= AIM OF THE EXERCISE =
Take from the data every line in which the word "skip" is found.

-- Opening Marker --

use std::time::Duration;

use anyhow::{Context, Result, bail};
use serde::{Deserialize, Serialize};
use tracing::{instrument, warn};

/// Tag/EPG listing endpoint for the Jiangsu Unicom lineup, served by GITV.
pub const DEFAULT_LIST_URL: &str =
    "http://live.epg.gitv.tv/tagNewestEpgList/JS_CUCC/1/100/0.json";

/// Attempts per request: the first try plus one retry.
const MAX_ATTEMPTS: u32 = 2;
const RETRY_DELAY: Duration = Duration::from_millis(500);

/// Channel listing document as served by the tag API (and as cached on disk).
#[derive(Debug, Clone, Serialize, Deserialize)]
pub struct ChannelListing {
    pub data: Vec<ChannelRecord>,
}

/// One channel row of the tag listing, kept verbatim from the provider JSON.
///
/// `play_url` is an indirect pointer; fetching it yields the actual stream
/// URL (see [`resolve_stream_url`]).
#[derive(Debug, Clone, Serialize, Deserialize)]
#[serde(rename_all = "camelCase")]
pub struct ChannelRecord {
    pub tag: String,
    pub chnun_code: String,
    pub chn_name: String,
    pub chn_code: String,
    pub play_url: String,
}

/// Play-pointer responses carry the direct stream URL in a single field.
#[derive(Debug, Deserialize)]
struct PlayPointer {
    u: String,
}

/// Fetches the channel listing from the tag API.
///
/// # Errors
/// Errors on network failure, non-2xx status (after one retry) or a response
/// that does not parse as a listing document.
#[instrument(skip(client))]
pub async fn fetch_channel_listing(
    client: &reqwest::Client,
    url: &str,
) -> Result<ChannelListing> {
    let response = get_with_retry(client, url)
        .await
        .context("Fetching channel listing")?;

    response
        .json::<ChannelListing>()
        .await
        .context("Parsing channel listing response")
}

/// Resolves a channel's indirect play pointer into its direct stream URL.
///
/// # Errors
/// Errors on network failure, non-2xx status (after one retry) or a response
/// without the expected `u` field. Callers are expected to skip the channel.
#[instrument(skip(client, play_url))]
pub async fn resolve_stream_url(client: &reqwest::Client, play_url: &str) -> Result<String> {
    let response = get_with_retry(client, play_url)
        .await
        .context("Fetching play pointer")?;

    let pointer = response
        .json::<PlayPointer>()
        .await
        .context("Parsing play pointer response")?;

    Ok(pointer.u)
}

/// GET with one bounded retry on network errors and non-2xx statuses.
async fn get_with_retry(client: &reqwest::Client, url: &str) -> Result<reqwest::Response> {
    let mut attempts = 0;
    loop {
        attempts += 1;
        match client.get(url).send().await {
            Ok(response) if response.status().is_success() => return Ok(response),
            Ok(response) => {
                if attempts >= MAX_ATTEMPTS {
                    bail!("GET {url} returned status {}", response.status());
                }
                warn!("GET {url} returned status {}, retrying", response.status());
            }
            Err(e) => {
                if attempts >= MAX_ATTEMPTS {
                    return Err(e).with_context(|| format!("GET {url}"));
                }
                warn!("GET {url} failed ({e}), retrying");
            }
        }
        tokio::time::sleep(RETRY_DELAY).await;
    }
}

-- Closing Marker --

= ANSWER BOX =
#[instrument(skip(client))]
/// without the expected `u` field. Callers are expected to skip the channel.
#[instrument(skip(client, play_url))]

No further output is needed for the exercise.